For the most part, we tend to think we go out into the world and show our true colors. However, most of us haven’t been really authentic in so long, that if we did show up as the person we really are, we wouldn’t recognize that person in the mirror ourselves. Why is that? Because we are all scared. Now I don’t just mean experiencing a touch of fear. I’m talking about being totally frightened to death. Maybe it has to do with finances, relationships, addictions, health, world events. Living in fear defines the majority of humans on earth at this time. However, we don’t show up to our friends and loved ones screaming, “help me please, I’m so frightened”. No way! How would that look? No instead screaming or curling up in a ball, we head out and portray this person who has it all together. Most of us put on a mask of courage or confidence and pray no one finds out. Some choose to put on a different mask, a mask of victim. With this mask on, they don’t have to ask for help or show their true fear, instead, they try to trick others into feeling sorry for them in order to get the support they are desperately seeking. However, this way of being is so inauthentic, that it has the opposite effect, and the people around them steer clear like 2 opposing magnets. For all of us, the problem is, it’s not just that we forget to take the mask off, it’s that we forgot we put it on in the first place!

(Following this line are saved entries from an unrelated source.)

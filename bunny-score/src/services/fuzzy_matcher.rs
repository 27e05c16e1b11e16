//! Fuzzy brand name matching
//!
//! Resolves a company name against a brand list with a graded confidence.
//! Both sides are normalized the same way, then each candidate is scored by
//! the first rule that applies:
//!
//! 1. Exact normalized equality: score 1.0, returned immediately.
//! 2. Substring containment (either direction): `0.5 + 0.5 * shorter / longer`.
//!    An empty normalized name is contained in any other.
//! 3. Edit-distance similarity: `1 - levenshtein / longer`.
//!
//! The best score across all candidates wins; `found` means the unrounded
//! best score is >= 0.6.

use crate::models::MatchResult;

/// Normalize a brand or company name for comparison
///
/// Lowercase, keep only ASCII letters, digits and whitespace (which also
/// drops ®, ™ and ©), collapse whitespace runs, trim.
pub fn normalize(name: &str) -> String {
    let kept: String = name
        .to_lowercase()
        .chars()
        .filter(|c| c.is_ascii_lowercase() || c.is_ascii_digit() || c.is_whitespace())
        .collect();

    kept.split_whitespace().collect::<Vec<_>>().join(" ")
}

/// Unit-cost edit distance
pub fn levenshtein(a: &str, b: &str) -> usize {
    strsim::levenshtein(a, b)
}

/// `1 - distance / longer length`; two empty strings are identical
pub fn similarity(a: &str, b: &str) -> f64 {
    let max_len = a.chars().count().max(b.chars().count());
    if max_len == 0 {
        return 1.0;
    }
    1.0 - levenshtein(a, b) as f64 / max_len as f64
}

/// Substring rule score; always >= 0.5
fn containment_score(query_len: usize, candidate_len: usize) -> f64 {
    let shorter = query_len.min(candidate_len) as f64;
    let longer = query_len.max(candidate_len) as f64;
    0.5 + 0.5 * (shorter / longer)
}

/// Match `query` against `candidates`
///
/// Pure and total: an empty candidate list yields `found: false, bestMatch: null, score: 0`.
/// `bestMatch` is reported with the candidate's original spelling.
pub fn fuzzy_match<S: AsRef<str>>(query: &str, candidates: &[S]) -> MatchResult {
    let norm_query = normalize(query);
    let mut best_match: Option<&str> = None;
    let mut best_score = 0.0_f64;

    for candidate in candidates {
        let candidate = candidate.as_ref();
        let norm_candidate = normalize(candidate);

        // Two names that both normalize to nothing are not equal, except the
        // literal empty-to-empty comparison.
        if norm_query.is_empty() && norm_candidate.is_empty() {
            if query.is_empty() && candidate.is_empty() {
                return MatchResult::exact(candidate);
            }
            continue;
        }

        if norm_query == norm_candidate {
            return MatchResult::exact(candidate);
        }

        let score = if norm_candidate.contains(&norm_query) || norm_query.contains(&norm_candidate) {
            containment_score(norm_query.len(), norm_candidate.len())
        } else {
            similarity(&norm_query, &norm_candidate)
        };

        if score > best_score {
            best_score = score;
            best_match = Some(candidate);
        }
    }

    MatchResult::from_score(best_match.map(str::to_string), best_score)
}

How could you forget that you are scared to death? We as humans subconsciously push down the feelings of fear so far out of our consciousness that we try to convince ourselves that the inauthentic life we are portraying to others is actually real. That we don’t feel afraid at all. Now pushing down your feelings is not a “wrong” way to live. Believe me, people have lived this way until their dying day. However, living this way is a form of hell on earth as it can only create more fear and leave you in a place of not being able to fulfill your one true purpose here on earth, and that is to be fully and fearlessly the real you. To live everyday simply being who you are from your core, no matter what anyone else thinks of you. So, instead, we all end up walking around unfulfilled with masks on, pretending.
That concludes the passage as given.